Autocar : Quel avenir pour la « Loi Macron » sans l’appui du digital ?

Article paru le 20 juillet 2015 | Partager sur les réseaux sociaux

Classé dans : Transports

Au-delà de l’intérêt médiatique suscité par la « Loi Macron », nous pensons indispensable la mise en place de services innovants favorisant l’accompagnement du voyageur : calcul d’itinéraire multimodal, réservation simplifiée en ligne, accès à l’autocar simplifié avec l’e-billettique et les objets connectés, dispositif d’information mobile des voyageurs…

Un benchmark sera à effectuer sur les initiatives françaises et étrangères dans le secteur ferroviaire mais surtout aérien qui est en avance sur ce type d’innovations en plein essor. Cette analyse permettra d’identifier et d’évaluer les démarches porteuses d’un avantage concurrentiel.

En effet, les services digitaux permettent une meilleure relation au voyageur qui devra demain sélectionner les transports les plus adaptés à leurs besoins dans un cadre juridique simplifié.

Une relation client modernisée permettra d’amplifier l’avenir économique du secteur qui se voudrait déjà tout tracé puisque le gouvernement table à terme sur plus de 5 millions de passagers annuel à l’horizon 2017, pour un chiffre d’affaires de 600 millions d’euros.

Les démarches engagées par les acteurs

Développer le transport régional

La France se prépare à libéraliser les services routiers d’intérêt national. Ce projet de loi vise à libérer un secteur du transport français trop normé, profitant fortement au transport ferroviaire de voyageurs. Il était en effet interdit de proposer une offre de transport par autocar intra ou inter régional sauf par une autorisation complexe à recevoir.

Par exemple, il était nécessaire d’acheter un ticket pour Varsovie pour faire un Paris-Strasbourg en autocar.

Cette libéralisation permettra d’augmenter la mobilité de la population en désenclavant certains territoires et en réduisant les coûts de déplacement des usagers.

Selon un constat de l’ADLC (Autorité de la Concurrence), le prix d’un billet en autocar serait près de 2 fois moins cher que celui d’un billet TGV pour une distance similaire.
Cette réforme doit favoriser également la création de milliers d’emploi.. D’ailleurs, les acteurs du marché estiment que la libéralisation du secteur entrainera un manque à gagner de l’ordre de 400 millions d’euros pour le secteur ferroviaire.

Des acteurs en ordre de marche

La levée de ces barrières est une réelle opportunité pour les multiples acteurs du secteur comme Eurolines (Transdev) ou iDBUS (SNCF).
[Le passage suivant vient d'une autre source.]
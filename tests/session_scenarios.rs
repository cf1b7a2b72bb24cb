mod common;

use std::time::Duration;

use common::{sample, Event, FakeVehicle, FixedClassifier, ScriptedSource};
use crossbeam_channel::{unbounded, Receiver};
use gesture_pilot::command_dispatcher::{ActionKind, CommandDispatcher, GestureBinding};
use gesture_pilot::flight_session::{
    CycleError, CycleOutcome, FlightSession, LandOutcome, SessionSettings, SessionState,
};
use gesture_pilot::trigger::Trigger;
use gesture_pilot::types::{GestureLabel, AXES};
use gesture_pilot::window_collector::WindowCollector;

const ROWS: usize = 8;

fn collector() -> WindowCollector {
    WindowCollector::new(Duration::from_millis(15)).with_poll_quantum(Duration::from_millis(2))
}

fn settings() -> SessionSettings {
    SessionSettings {
        rows: ROWS,
        ..SessionSettings::default()
    }
}

fn build(
    vehicle: &FakeVehicle,
    source: ScriptedSource,
    labels: Vec<u32>,
) -> FlightSession<FakeVehicle, ScriptedSource, FixedClassifier> {
    FlightSession::new(
        vehicle.clone(),
        source,
        FixedClassifier::new(labels, ROWS * AXES),
        CommandDispatcher::default(),
    )
    .with_collector(collector())
    .with_settings(settings())
}

fn next_triggers(count: usize) -> Receiver<Trigger> {
    let (tx, rx) = unbounded();
    for _ in 0..count {
        tx.send(Trigger::Next).unwrap();
    }
    rx
}

#[test]
fn land_gesture_is_terminal() {
    let vehicle = FakeVehicle::new();
    let mut session = build(&vehicle, ScriptedSource::steady(sample(1.0)), vec![4, 8]);

    let report = session.run(&next_triggers(10));

    assert_eq!(report.final_state, SessionState::Landed);
    assert_eq!(report.land_outcome, LandOutcome::Landed);
    assert_eq!(report.cycles, 2);
    assert_eq!(report.gestures[1].label, GestureLabel(8));
    assert_eq!(report.gestures[1].name.as_deref(), Some("LAND"));

    // No se vuelve a leer ni a despachar tras aterrizar
    assert!(matches!(
        session.run_cycle(),
        Err(CycleError::NotFlying(SessionState::Landed))
    ));
    drop(session);

    assert_eq!(
        vehicle.calls(),
        vec!["connect", "battery", "calibrate", "takeoff", "forward 50", "land", "end"]
    );
}

#[test]
fn disconnect_mid_collection_lands_once_and_faults() {
    let vehicle = FakeVehicle::new();
    let source = ScriptedSource::new(vec![
        Event::Sample(sample(1.0)),
        Event::Sample(sample(2.0)),
        Event::Disconnect,
    ]);
    let mut session = build(&vehicle, source, vec![0]);

    let report = session.run(&next_triggers(10));
    drop(session);

    assert_eq!(report.final_state, SessionState::Faulted);
    assert_eq!(report.land_outcome, LandOutcome::Landed);
    assert!(report.fault.unwrap().contains("disconnected"));
    assert_eq!(vehicle.count("land"), 1);
    assert_eq!(vehicle.count("end"), 1);
    assert_eq!(vehicle.calls().last().map(String::as_str), Some("end"));
}

#[test]
fn cancellation_while_waiting_lands_exactly_once() {
    let vehicle = FakeVehicle::new();
    let mut session = build(&vehicle, ScriptedSource::steady(sample(1.0)), vec![0]);
    let cancel = session.cancel_token();

    // Nadie envía disparos: el bucle queda esperando hasta la cancelación
    let (_tx, rx) = unbounded::<Trigger>();
    let canceller = std::thread::spawn(move || {
        std::thread::sleep(Duration::from_millis(30));
        cancel.cancel();
        cancel.cancel();
    });

    let report = session.run(&rx);
    canceller.join().unwrap();
    drop(session);

    assert_eq!(report.final_state, SessionState::Landed);
    assert_eq!(report.cycles, 0);
    assert_eq!(vehicle.count("land"), 1);
    assert_eq!(vehicle.count("end"), 1);
}

#[test]
fn cancellation_inside_window_lands_once() {
    let vehicle = FakeVehicle::new();
    let mut session = FlightSession::new(
        vehicle.clone(),
        ScriptedSource::steady(sample(1.0)),
        FixedClassifier::new(vec![0], ROWS * AXES),
        CommandDispatcher::default(),
    )
    .with_collector(
        WindowCollector::new(Duration::from_secs(10)).with_poll_quantum(Duration::from_millis(2)),
    )
    .with_settings(settings());
    let cancel = session.cancel_token();

    let canceller = std::thread::spawn(move || {
        std::thread::sleep(Duration::from_millis(50));
        cancel.cancel();
    });

    let report = session.run(&next_triggers(1));
    canceller.join().unwrap();

    assert_eq!(report.final_state, SessionState::Landed);
    assert_eq!(report.cycles, 1);
    assert!(report.gestures.is_empty());
    assert_eq!(vehicle.count("land"), 1);
}

#[test]
fn unmapped_label_sends_nothing() {
    let vehicle = FakeVehicle::new();
    let mut session = build(&vehicle, ScriptedSource::steady(sample(1.0)), vec![42]);
    session.connect().unwrap();
    session.take_off().unwrap();

    let outcome = session.run_cycle().unwrap();
    assert_eq!(
        outcome,
        CycleOutcome::Unmapped {
            label: GestureLabel(42)
        }
    );
    assert_eq!(session.state(), SessionState::Flying);
    assert_eq!(
        vehicle.calls(),
        vec!["connect", "battery", "calibrate", "takeoff"]
    );
}

#[test]
fn repeated_empty_windows_escalate_to_fault() {
    let vehicle = FakeVehicle::new();
    // Solo registros malformados: todas las ventanas salen vacías
    let source = ScriptedSource::new(vec![Event::Malformed; 200]);
    let mut session = build(&vehicle, source, vec![0]);

    let report = session.run(&next_triggers(10));

    assert_eq!(report.final_state, SessionState::Faulted);
    assert_eq!(report.cycles, 3);
    assert!(report.fault.unwrap().contains("3 consecutive"));
    assert_eq!(vehicle.count("land"), 1);
}

#[test]
fn lost_vehicle_link_faults() {
    let vehicle = FakeVehicle {
        lose_link_on_move: true,
        ..FakeVehicle::new()
    };
    let mut session = build(&vehicle, ScriptedSource::steady(sample(1.0)), vec![1]);

    let report = session.run(&next_triggers(5));
    drop(session);

    assert_eq!(report.final_state, SessionState::Faulted);
    assert_eq!(report.cycles, 1);
    assert_eq!(vehicle.count("land"), 1);
}

#[test]
fn failed_landing_is_reported_not_retried() {
    let vehicle = FakeVehicle {
        fail_land: true,
        ..FakeVehicle::new()
    };
    let mut session = build(&vehicle, ScriptedSource::steady(sample(1.0)), vec![8]);

    let report = session.run(&next_triggers(3));
    drop(session);

    assert_eq!(report.final_state, SessionState::Faulted);
    assert!(matches!(report.land_outcome, LandOutcome::Failed(_)));
    assert_eq!(vehicle.count("land"), 1);
    assert_eq!(vehicle.count("end"), 1);
}

#[test]
fn low_battery_never_takes_off() {
    let vehicle = FakeVehicle {
        battery: 4,
        ..FakeVehicle::new()
    };
    let mut session = build(&vehicle, ScriptedSource::steady(sample(1.0)), vec![0]);

    let report = session.run(&next_triggers(1));

    assert_eq!(report.final_state, SessionState::Faulted);
    assert_eq!(report.land_outcome, LandOutcome::NotAttempted);
    assert_eq!(vehicle.count("takeoff"), 0);
    assert_eq!(vehicle.count("land"), 0);
}

#[test]
fn custom_table_and_closed_trigger_channel() {
    let vehicle = FakeVehicle::new();
    let mut spin = GestureBinding::new(0, "SPIN", ActionKind::RotateCcw);
    spin.amount = Some(90);
    let dispatcher = CommandDispatcher::new(&[spin]).unwrap();

    let mut session = FlightSession::new(
        vehicle.clone(),
        ScriptedSource::steady(sample(1.0)),
        FixedClassifier::new(vec![0], ROWS * AXES),
        dispatcher,
    )
    .with_collector(collector())
    .with_settings(settings());

    // Dos disparos y el emisor se cierra: se aterriza como con Stop
    let rx = next_triggers(2);
    let report = session.run(&rx);

    assert_eq!(report.final_state, SessionState::Landed);
    assert_eq!(report.cycles, 2);
    assert_eq!(vehicle.count("ccw 90"), 2);
    assert_eq!(vehicle.count("land"), 1);
}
Le marché est tellement convoité qu’aucun autocariste ne tente de communiquer trop tôt sur ses projets alors que tout est déjà mûrement réfléchi et préparé.

Au travers de sa filiale Eurolines, Transdev a lancé la marque Isilines courant juin. La compagnie prévoit de déployer d’ici l’automne une flotte de 300 autocars, ce qui représente un investissement de 90 millions d’euros. 17 lignes desservant une trentaine de villes entreront en service courant juillet. Trouver des gares routières pour assurer les dessertes constitue l’un des enjeux clés pour assurer le développement de l’offre.
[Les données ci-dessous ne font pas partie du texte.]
use crate::types::GestureLabel;
use serde::{Deserialize, Serialize};
use std::collections::BTreeMap;
use std::fmt;
use thiserror::Error;

/// Distancia por defecto de un desplazamiento (cm)
pub const DEFAULT_MOVE_CM: u32 = 50;

/// Giro por defecto (grados)
pub const DEFAULT_ROTATE_DEGREES: u32 = 50;

#[derive(Debug, Clone, Copy, PartialEq, Eq, Hash)]
pub enum MoveDirection {
    Up,
    Down,
    Left,
    Right,
    Forward,
    Back,
}

impl MoveDirection {
    /// Palabra del SDK de texto del dron
    pub fn as_str(&self) -> &'static str {
        match self {
            MoveDirection::Up => "up",
            MoveDirection::Down => "down",
            MoveDirection::Left => "left",
            MoveDirection::Right => "right",
            MoveDirection::Forward => "forward",
            MoveDirection::Back => "back",
        }
    }
}

#[derive(Debug, Clone, Copy, PartialEq, Eq, Hash)]
pub enum RotateDirection {
    Clockwise,
    CounterClockwise,
}

impl RotateDirection {
    pub fn as_str(&self) -> &'static str {
        match self {
            RotateDirection::Clockwise => "cw",
            RotateDirection::CounterClockwise => "ccw",
        }
    }
}

/// Descriptor de comando: no ejecuta nada, solo describe qué hacer
#[derive(Debug, Clone, Copy, PartialEq, Eq)]
pub enum CommandAction {
    Move { direction: MoveDirection, cm: u32 },
    Rotate { direction: RotateDirection, degrees: u32 },
    Land,
}

impl CommandAction {
    pub fn is_land(&self) -> bool {
        matches!(self, CommandAction::Land)
    }
}

impl fmt::Display for CommandAction {
    fn fmt(&self, f: &mut fmt::Formatter<'_>) -> fmt::Result {
        match self {
            CommandAction::Move { direction, cm } => write!(f, "{} {}", direction.as_str(), cm),
            CommandAction::Rotate { direction, degrees } => {
                write!(f, "{} {}", direction.as_str(), degrees)
            }
            CommandAction::Land => write!(f, "land"),
        }
    }
}

/// Acción tal como se escribe en la configuración
#[derive(Debug, Clone, Copy, PartialEq, Eq, Serialize, Deserialize)]
#[serde(rename_all = "snake_case")]
pub enum ActionKind {
    Up,
    Down,
    Left,
    Right,
    Forward,
    Back,
    RotateCw,
    RotateCcw,
    Land,
}

impl ActionKind {
    /// Construye el descriptor; `amount` es cm o grados según la acción
    pub fn to_action(self, amount: Option<u32>) -> CommandAction {
        let cm = amount.unwrap_or(DEFAULT_MOVE_CM);
        let degrees = amount.unwrap_or(DEFAULT_ROTATE_DEGREES);
        let moving = |direction| CommandAction::Move { direction, cm };

        match self {
            ActionKind::Up => moving(MoveDirection::Up),
            ActionKind::Down => moving(MoveDirection::Down),
            ActionKind::Left => moving(MoveDirection::Left),
            ActionKind::Right => moving(MoveDirection::Right),
            ActionKind::Forward => moving(MoveDirection::Forward),
            ActionKind::Back => moving(MoveDirection::Back),
            ActionKind::RotateCw => CommandAction::Rotate {
                direction: RotateDirection::Clockwise,
                degrees,
            },
            ActionKind::RotateCcw => CommandAction::Rotate {
                direction: RotateDirection::CounterClockwise,
                degrees,
            },
            ActionKind::Land => CommandAction::Land,
        }
    }
}

/// Una entrada de la tabla etiqueta -> acción
#[derive(Debug, Clone, PartialEq, Eq, Serialize, Deserialize)]
pub struct GestureBinding {
    pub label: GestureLabel,
    pub name: String,
    pub action: ActionKind,
    #[serde(default, skip_serializing_if = "Option::is_none")]
    pub amount: Option<u32>,
}

impl GestureBinding {
    pub fn new(label: u32, name: &str, action: ActionKind) -> Self {
        Self {
            label: GestureLabel(label),
            name: name.to_string(),
            action,
            amount: None,
        }
    }
}

/// Tabla con la que se entrenó el modelo del mando
pub fn default_bindings() -> Vec<GestureBinding> {
    vec![
        GestureBinding::new(0, "UP", ActionKind::Up),
        GestureBinding::new(1, "DOWN", ActionKind::Down),
        GestureBinding::new(2, "RIGHT", ActionKind::Right),
        GestureBinding::new(3, "LEFT", ActionKind::Left),
        GestureBinding::new(4, "FRONT", ActionKind::Forward),
        GestureBinding::new(5, "BACK", ActionKind::Back),
        GestureBinding::new(6, "ROTATE LEFT", ActionKind::RotateCcw),
        GestureBinding::new(7, "ROTATE RIGHT", ActionKind::RotateCw),
        GestureBinding::new(8, "LAND", ActionKind::Land),
    ]
}

#[derive(Error, Debug, PartialEq, Eq)]
pub enum DispatchTableError {
    #[error("Gesture label {0} is bound more than once")]
    DuplicateLabel(GestureLabel),
}

#[derive(Debug, Clone)]
struct Entry {
    name: String,
    action: CommandAction,
}

/// Tabla fija etiqueta -> acción. Una etiqueta es terminal si su acción es aterrizar.
#[derive(Debug, Clone)]
pub struct CommandDispatcher {
    table: BTreeMap<GestureLabel, Entry>,
}

impl CommandDispatcher {
    pub fn new(bindings: &[GestureBinding]) -> Result<Self, DispatchTableError> {
        let mut table = BTreeMap::new();
        for (label, entry) in bindings.iter().map(table_entry) {
            if table.insert(label, entry).is_some() {
                return Err(DispatchTableError::DuplicateLabel(label));
            }
        }
        Ok(Self { table })
    }

    pub fn dispatch(&self, label: GestureLabel) -> Option<CommandAction> {
        self.table.get(&label).map(|entry| entry.action)
    }

    pub fn is_terminal(&self, label: GestureLabel) -> bool {
        self.dispatch(label).is_some_and(|action| action.is_land())
    }

    pub fn name(&self, label: GestureLabel) -> Option<&str> {
        self.table.get(&label).map(|entry| entry.name.as_str())
    }

    pub fn labels(&self) -> impl Iterator<Item = GestureLabel> + '_ {
        self.table.keys().copied()
    }
}

impl Default for CommandDispatcher {
    fn default() -> Self {
        // Etiquetas únicas: la tabla por defecto no puede fallar
        let table = default_bindings().iter().map(table_entry).collect();
        Self { table }
    }
}

fn table_entry(binding: &GestureBinding) -> (GestureLabel, Entry) {
    let entry = Entry {
        name: binding.name.clone(),
        action: binding.action.to_action(binding.amount),
    };
    (binding.label, entry)
}
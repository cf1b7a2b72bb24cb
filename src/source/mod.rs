//! Fuentes de muestras IMU
//!
//! Dos variantes detrás del mismo contrato `SampleSource`:
//! - [`stream::StreamSource`]: registros de texto por línea sobre un flujo de
//!   bytes (ESP32 por puerto serie).
//! - [`polled::PolledSource`]: IMU leída por registros (MPU-6050 por I2C).

pub mod polled;
pub mod stream;

use crate::types::Sample;
use std::time::Duration;
use thiserror::Error;

pub use polled::{ImuDevice, Mpu6050, PolledSource};
pub use stream::{parse_record, StreamSource, Transport};

#[derive(Error, Debug)]
pub enum SourceError {
    /// Registro con formato inválido; se descarta y se sigue leyendo
    #[error("Malformed record {line:?}: {reason}")]
    Malformed { line: String, reason: String },

    /// Fallo de lectura puntual de la IMU; se reintenta en el siguiente poll
    #[error("Transient read failure: {0}")]
    Transient(String),

    #[error("Sample source disconnected")]
    Disconnected,

    #[error("Sample source unavailable: {0}")]
    Unavailable(String),

    #[error("IO error: {0}")]
    Io(#[from] std::io::Error),

    #[error("Serial port error: {0}")]
    Serial(#[from] serialport::Error),
}

impl SourceError {
    /// Errores por registro: el colector los registra y continúa
    pub fn is_recoverable(&self) -> bool {
        matches!(self, SourceError::Malformed { .. } | SourceError::Transient(_))
    }
}

/// Fuente uniforme de muestras de 6 ejes
pub trait SampleSource {
    /// Espera como mucho `timeout` por una muestra nueva.
    ///
    /// `Ok(None)` significa que no hay muestra disponible todavía; el fin del
    /// flujo se informa como `SourceError::Disconnected`.
    fn poll(&mut self, timeout: Duration) -> Result<Option<Sample>, SourceError>;

    /// Descarta datos antiguos para que la siguiente ventana empiece en un
    /// límite de registro
    fn clear(&mut self) -> Result<(), SourceError> {
        Ok(())
    }
}

impl<S: SampleSource + ?Sized> SampleSource for Box<S> {
    fn poll(&mut self, timeout: Duration) -> Result<Option<Sample>, SourceError> {
        (**self).poll(timeout)
    }

    fn clear(&mut self) -> Result<(), SourceError> {
        (**self).clear()
    }
}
De son côté, iDBUS lancera dès septembre 80 autocars supplémentaires sur les routes françaises pour assurer ses nouvelles liaisons nationales et a pour objectif de promouvoir son offre durant tout l’été.

Les compagnies étrangères ne sont pas absentes.
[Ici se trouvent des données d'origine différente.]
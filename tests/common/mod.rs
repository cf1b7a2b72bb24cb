//! Dobles de prueba compartidos por los tests de integración
#![allow(dead_code)]

use std::collections::VecDeque;
use std::sync::{Arc, Mutex};
use std::thread;
use std::time::Duration;

use gesture_pilot::command_dispatcher::{MoveDirection, RotateDirection};
use gesture_pilot::gesture_classifier::{check_shape, Classifier, ClassifierError};
use gesture_pilot::source::{SampleSource, SourceError};
use gesture_pilot::types::{FeatureVector, GestureLabel, Sample};
use gesture_pilot::vehicle::{VehicleController, VehicleError};

/// Evento que entrega `ScriptedSource` en cada poll
#[derive(Debug, Clone)]
pub enum Event {
    Sample(Sample),
    Malformed,
    Disconnect,
}

/// Fuente guionizada. Sin eventos pendientes repite `idle` (o nada).
pub struct ScriptedSource {
    events: VecDeque<Event>,
    idle: Option<Sample>,
    pub clears: usize,
}

impl ScriptedSource {
    pub fn new(events: Vec<Event>) -> Self {
        Self {
            events: events.into(),
            idle: None,
            clears: 0,
        }
    }

    /// Fuente que nunca se agota: siempre la misma muestra
    pub fn steady(sample: Sample) -> Self {
        Self::new(Vec::new()).with_idle(sample)
    }

    /// Muestra que se entrega cuando el guion se agota
    pub fn with_idle(mut self, sample: Sample) -> Self {
        self.idle = Some(sample);
        self
    }
}

impl SampleSource for ScriptedSource {
    fn poll(&mut self, timeout: Duration) -> Result<Option<Sample>, SourceError> {
        match self.events.pop_front() {
            Some(Event::Sample(sample)) => Ok(Some(sample)),
            Some(Event::Malformed) => Err(SourceError::Malformed {
                line: "garbage".to_string(),
                reason: "scripted".to_string(),
            }),
            Some(Event::Disconnect) => Err(SourceError::Disconnected),
            None => {
                thread::sleep(timeout.min(Duration::from_millis(1)));
                Ok(self.idle)
            }
        }
    }

    fn clear(&mut self) -> Result<(), SourceError> {
        self.clears += 1;
        Ok(())
    }
}

/// Registro de llamadas del vehículo, compartido con el test
#[derive(Debug, Default)]
pub struct VehicleLog {
    pub calls: Vec<String>,
}

/// Vehículo falso configurable
#[derive(Clone)]
pub struct FakeVehicle {
    pub log: Arc<Mutex<VehicleLog>>,
    pub battery: u8,
    pub fail_land: bool,
    pub lose_link_on_move: bool,
}

impl FakeVehicle {
    pub fn new() -> Self {
        Self {
            log: Arc::new(Mutex::new(VehicleLog::default())),
            battery: 90,
            fail_land: false,
            lose_link_on_move: false,
        }
    }

    pub fn calls(&self) -> Vec<String> {
        self.log.lock().unwrap().calls.clone()
    }

    pub fn count(&self, call: &str) -> usize {
        self.calls().iter().filter(|c| c.as_str() == call).count()
    }

    fn push(&self, call: impl Into<String>) {
        self.log.lock().unwrap().calls.push(call.into());
    }
}

impl VehicleController for FakeVehicle {
    fn connect(&mut self) -> Result<(), VehicleError> {
        self.push("connect");
        Ok(())
    }

    fn battery(&mut self) -> Result<u8, VehicleError> {
        self.push("battery");
        Ok(self.battery)
    }

    fn calibrate_imu(&mut self) -> Result<(), VehicleError> {
        self.push("calibrate");
        Ok(())
    }

    fn takeoff(&mut self) -> Result<(), VehicleError> {
        self.push("takeoff");
        Ok(())
    }

    fn land(&mut self) -> Result<(), VehicleError> {
        self.push("land");
        if self.fail_land {
            return Err(VehicleError::Timeout {
                command: "land".to_string(),
                timeout: Duration::from_millis(1),
            });
        }
        Ok(())
    }

    fn move_by(&mut self, direction: MoveDirection, cm: u32) -> Result<(), VehicleError> {
        self.push(format!("{} {}", direction.as_str(), cm));
        if self.lose_link_on_move {
            return Err(VehicleError::Disconnected);
        }
        Ok(())
    }

    fn rotate_by(&mut self, direction: RotateDirection, degrees: u32) -> Result<(), VehicleError> {
        self.push(format!("{} {}", direction.as_str(), degrees));
        Ok(())
    }

    fn end(&mut self) -> Result<(), VehicleError> {
        self.push("end");
        Ok(())
    }
}

/// Clasificador que devuelve etiquetas en orden; la última se repite
pub struct FixedClassifier {
    labels: Vec<u32>,
    next: usize,
    expected: usize,
    pub seen: Arc<Mutex<Vec<FeatureVector>>>,
}

impl FixedClassifier {
    pub fn new(labels: Vec<u32>, expected: usize) -> Self {
        Self {
            labels,
            next: 0,
            expected,
            seen: Arc::new(Mutex::new(Vec::new())),
        }
    }
}

impl Classifier for FixedClassifier {
    fn expected_features(&self) -> usize {
        self.expected
    }

    fn classify(&mut self, features: &FeatureVector) -> Result<GestureLabel, ClassifierError> {
        check_shape(self.expected, features)?;
        self.seen.lock().unwrap().push(features.clone());
        let idx = self.next.min(self.labels.len() - 1);
        self.next += 1;
        Ok(GestureLabel(self.labels[idx]))
    }
}

pub fn sample(value: f32) -> Sample {
    Sample::new(value, value * 2.0, -value, 0.5 * value, 1.0, value * value)
}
Le géant anglais Stagecoach (filiale de Megabus) a devancé la « Loi Macron » en obtenant une dérogation fin mars pour ouvrir une ligne Paris-Toulouse. Quant à l’allemand FlixBus, il a fait son entrée sur le marché français en mai dernier en proposant des lignes internationales telles que Paris-Bruxelles-Maastricht ou encore Paris-Anvers-Utrecht.

Enfin, pour comparer les offres de tous les acteurs, le site KelBillet lance sa petite sœur Kelbus.fr qui, sur le même principe, permettra de comparer les meilleures offres du marché.